Point Lookout’s Super Hawk reported good cod fishing when conditions have allowed them to get out. They’re planning to sail for cod Friday (3/24), Sunday (3/26) and Monday (3/27) so if you want a shot at some cod, now is the time! April 1 marks the start of blackfish season, and although they won’t be sailing exclusively for tautog in April, if the fishing close to home is good they will be targeting tog more regularly. The first blackfish trip is 5 a.m. on April 1, so go to superhawkfishing.com or call their office for more information on booking (516) 607-3004.

The Super Hawk out of Point Lookout has found steady cod fishing all winter long when conditions allow them to get out.

Brandon from Causeway Bait and Tackle in Wantagh reports:

“Fishing has been pretty quiet, although there are some decent freshwater opportunities for anglers looking to scratch the itch. Local ponds are giving up largemouth bass, crappie and carp. But we’re mostly gearing up for saltwater season at this point. Boats are going in the water, guys are running to Raritan Bay for stripers, and others are prepping for spring tautog season by spooling up reels and tying rigs. The bass should be biting well in the north and south shore back bays very soon. Swing by the shop and get your gear ready for the season ahead before it gets busy!”

Captain Josh of Gypsea Charters in Brooklyn reports:

“The Gypsea has moved!

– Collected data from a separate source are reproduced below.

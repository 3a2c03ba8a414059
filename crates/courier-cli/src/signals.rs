//! OS shutdown signals.
//!
//! Unix: SIGINT, SIGTERM, SIGQUIT. Elsewhere: Ctrl-C.

#[cfg(unix)]
pub async fn wait_for_shutdown_signal() -> std::io::Result<&'static str> {
    use tokio::signal::unix::{SignalKind, signal};

    let mut sigint = signal(SignalKind::interrupt())?;
    let mut sigterm = signal(SignalKind::terminate())?;
    let mut sigquit = signal(SignalKind::quit())?;

    let name = tokio::select! {
        _ = sigint.recv() => "SIGINT",
        _ = sigterm.recv() => "SIGTERM",
        _ = sigquit.recv() => "SIGQUIT",
    };
    Ok(name)
}

#[cfg(not(unix))]
pub async fn wait_for_shutdown_signal() -> std::io::Result<&'static str> {
    tokio::signal::ctrl_c().await?;
    Ok("ctrl-c")
}
//! Usage store port and its in-memory implementation.

use std::collections::{HashMap, HashSet};
use std::sync::atomic::{AtomicBool, Ordering};

use async_trait::async_trait;
use chrono::{DateTime, Utc};
use thiserror::Error;
use tokio::sync::Mutex;

use crate::domain::DeliveryId;
use crate::ports::ProcessError;

#[derive(Debug, Error)]
pub enum StoreError {
    #[error("usage store unavailable: {0}")]
    Unavailable(String),

    #[error("usage store query failed: {0}")]
    Query(String),
}

impl From<StoreError> for ProcessError {
    fn from(err: StoreError) -> Self {
        ProcessError::Backend(Box::new(err))
    }
}

#[derive(Debug, Clone, Copy, PartialEq, Eq)]
pub enum QuestionActivity {
    Study,
    Practice,
}

impl QuestionActivity {
    /// Counter bumped by this activity.
    pub fn counter_field(&self) -> &'static str {
        match self {
            QuestionActivity::Study => "study_count",
            QuestionActivity::Practice => "practice_count",
        }
    }

    /// Timestamp moved by this activity.
    pub fn last_at_field(&self) -> &'static str {
        match self {
            QuestionActivity::Study => "last_studied_at",
            QuestionActivity::Practice => "last_practiced_at",
        }
    }
}

/// What an upsert did.
#[derive(Debug, Clone, Copy, PartialEq, Eq)]
pub enum Applied {
    Inserted,
    Updated,
    /// The delivery id was already applied; nothing changed.
    Duplicate,
}

/// Per-(user, question) counters.
#[derive(Debug, Clone, PartialEq, Eq)]
pub struct QuestionUsage {
    pub user_id: u64,
    pub question_id: u64,
    pub study_count: u64,
    pub practice_count: u64,
    pub last_studied_at: Option<DateTime<Utc>>,
    pub last_practiced_at: Option<DateTime<Utc>>,
    pub created_at: DateTime<Utc>,
    pub updated_at: DateTime<Utc>,
}

impl QuestionUsage {
    fn empty(user_id: u64, question_id: u64, at: DateTime<Utc>) -> Self {
        Self {
            user_id,
            question_id,
            study_count: 0,
            practice_count: 0,
            last_studied_at: None,
            last_practiced_at: None,
            created_at: at,
            updated_at: at,
        }
    }
}

/// Per-(user, project) counters.
#[derive(Debug, Clone, PartialEq, Eq)]
pub struct ProjectUsage {
    pub user_id: u64,
    pub project_id: u64,
    pub usage_count: u64,
    pub last_used_at: DateTime<Utc>,
    pub created_at: DateTime<Utc>,
    pub updated_at: DateTime<Utc>,
}

/// Persistence for question and project usage counters.
///
/// Writes are upserts: the first event for a key creates the row, later ones
/// bump a counter and move the matching timestamp. When `delivery` is set,
/// implementations should apply each id at most once and report
/// [`Applied::Duplicate`] for replays.
#[async_trait]
pub trait UsageStore: Send + Sync {
    async fn record_question_activity(
        &self,
        delivery: Option<DeliveryId>,
        activity: QuestionActivity,
        user_id: u64,
        question_id: u64,
        at: DateTime<Utc>,
    ) -> Result<Applied, StoreError>;

    async fn record_project_usage(
        &self,
        delivery: Option<DeliveryId>,
        user_id: u64,
        project_id: u64,
        at: DateTime<Utc>,
    ) -> Result<Applied, StoreError>;
}

#[derive(Debug, Default)]
struct Tables {
    questions: HashMap<(u64, u64), QuestionUsage>,
    projects: HashMap<(u64, u64), ProjectUsage>,
    applied: HashSet<DeliveryId>,
}

/// Process-local [`UsageStore`] for tests and demo runs.
///
/// Applied delivery ids are kept for the life of the store, so it is not
/// meant for long-running processes; use
/// [`RedisUsageStore`](super::RedisUsageStore) there. Can be switched offline
/// to simulate a database outage.
#[derive(Debug, Default)]
pub struct InMemoryUsageStore {
    tables: Mutex<Tables>,
    offline: AtomicBool,
}

impl InMemoryUsageStore {
    pub fn new() -> Self {
        Self::default()
    }

    /// While offline every write fails with [`StoreError::Unavailable`].
    pub fn set_offline(&self, offline: bool) {
        self.offline.store(offline, Ordering::SeqCst);
    }

    pub async fn question_usage(&self, user_id: u64, question_id: u64) -> Option<QuestionUsage> {
        self.tables
            .lock()
            .await
            .questions
            .get(&(user_id, question_id))
            .cloned()
    }

    pub async fn project_usage(&self, user_id: u64, project_id: u64) -> Option<ProjectUsage> {
        self.tables
            .lock()
            .await
            .projects
            .get(&(user_id, project_id))
            .cloned()
    }

    fn ensure_online(&self) -> Result<(), StoreError> {
        if self.offline.load(Ordering::SeqCst) {
            return Err(StoreError::Unavailable("store is offline".to_string()));
        }
        Ok(())
    }
}

#[async_trait]
impl UsageStore for InMemoryUsageStore {
    async fn record_question_activity(
        &self,
        delivery: Option<DeliveryId>,
        activity: QuestionActivity,
        user_id: u64,
        question_id: u64,
        at: DateTime<Utc>,
    ) -> Result<Applied, StoreError> {
        self.ensure_online()?;
        let mut tables = self.tables.lock().await;
        if delivery.is_some_and(|id| !tables.applied.insert(id)) {
            return Ok(Applied::Duplicate);
        }

        let key = (user_id, question_id);
        let applied = if tables.questions.contains_key(&key) {
            Applied::Updated
        } else {
            Applied::Inserted
        };
        let row = tables
            .questions
            .entry(key)
            .or_insert_with(|| QuestionUsage::empty(user_id, question_id, at));
        match activity {
            QuestionActivity::Study => {
                row.study_count += 1;
                row.last_studied_at = Some(at);
            }
            QuestionActivity::Practice => {
                row.practice_count += 1;
                row.last_practiced_at = Some(at);
            }
        }
        row.updated_at = at;
        Ok(applied)
    }

    async fn record_project_usage(
        &self,
        delivery: Option<DeliveryId>,
        user_id: u64,
        project_id: u64,
        at: DateTime<Utc>,
    ) -> Result<Applied, StoreError> {
        self.ensure_online()?;
        let mut tables = self.tables.lock().await;
        if delivery.is_some_and(|id| !tables.applied.insert(id)) {
            return Ok(Applied::Duplicate);
        }

        let key = (user_id, project_id);
        match tables.projects.get_mut(&key) {
            Some(row) => {
                row.usage_count += 1;
                row.last_used_at = at;
                row.updated_at = at;
                Ok(Applied::Updated)
            }
            None => {
                tables.projects.insert(
                    key,
                    ProjectUsage {
                        user_id,
                        project_id,
                        usage_count: 1,
                        last_used_at: at,
                        created_at: at,
                        updated_at: at,
                    },
                );
                Ok(Applied::Inserted)
            }
        }
    }
}

#[cfg(test)]
mod tests {
    use super::*;
    use chrono::{Duration, TimeZone};

    fn t0() -> DateTime<Utc> {
        Utc.with_ymd_and_hms(2024, 5, 1, 12, 0, 0).unwrap()
    }

    #[tokio::test]
    async fn study_and_practice_share_one_row() {
        let store = InMemoryUsageStore::new();

        let first = store
            .record_question_activity(None, QuestionActivity::Study, 1, 10, t0())
            .await
            .unwrap();
        let later = t0() + Duration::minutes(5);
        let second = store
            .record_question_activity(None, QuestionActivity::Practice, 1, 10, later)
            .await
            .unwrap();

        assert_eq!(first, Applied::Inserted);
        assert_eq!(second, Applied::Updated);
        let row = store.question_usage(1, 10).await.unwrap();
        assert_eq!(row.study_count, 1);
        assert_eq!(row.practice_count, 1);
        assert_eq!(row.last_studied_at, Some(t0()));
        assert_eq!(row.last_practiced_at, Some(later));
        assert_eq!(row.created_at, t0());
        assert_eq!(row.updated_at, later);
    }

    #[tokio::test]
    async fn project_usage_counts_up() {
        let store = InMemoryUsageStore::new();

        for minute in 0..3 {
            store
                .record_project_usage(None, 2, 9, t0() + Duration::minutes(minute))
                .await
                .unwrap();
        }

        let row = store.project_usage(2, 9).await.unwrap();
        assert_eq!(row.usage_count, 3);
        assert_eq!(row.last_used_at, t0() + Duration::minutes(2));
        assert!(store.project_usage(2, 10).await.is_none());
    }

    #[tokio::test]
    async fn replayed_delivery_is_applied_once() {
        let store = InMemoryUsageStore::new();
        let id = DeliveryId::new_at(t0());

        let first = store
            .record_question_activity(Some(id), QuestionActivity::Study, 1, 10, t0())
            .await
            .unwrap();
        let replay = store
            .record_question_activity(Some(id), QuestionActivity::Study, 1, 10, t0())
            .await
            .unwrap();

        assert_eq!(first, Applied::Inserted);
        assert_eq!(replay, Applied::Duplicate);
        assert_eq!(store.question_usage(1, 10).await.unwrap().study_count, 1);
    }

    #[tokio::test]
    async fn failed_write_does_not_consume_the_delivery_id() {
        let store = InMemoryUsageStore::new();
        let id = DeliveryId::new_at(t0());

        store.set_offline(true);
        let err = store
            .record_project_usage(Some(id), 1, 1, t0())
            .await
            .unwrap_err();
        assert!(matches!(err, StoreError::Unavailable(_)));

        store.set_offline(false);
        let applied = store.record_project_usage(Some(id), 1, 1, t0()).await.unwrap();
        assert_eq!(applied, Applied::Inserted);
    }
}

This year we will be sailing out of Brooklyn at 2501 Knapp Street in Futura Marina, which will save us a lot of travel so we can spend more time fishing. With Rockaway Inlet and Breezy Point only a few minutes away, this location is much more accessible to our fishing grounds. We are shooting to start the season on April 1 for the tautog season opener, so keep an eye on our Instagram @gypseacharters for more info. as blackfish season nears!”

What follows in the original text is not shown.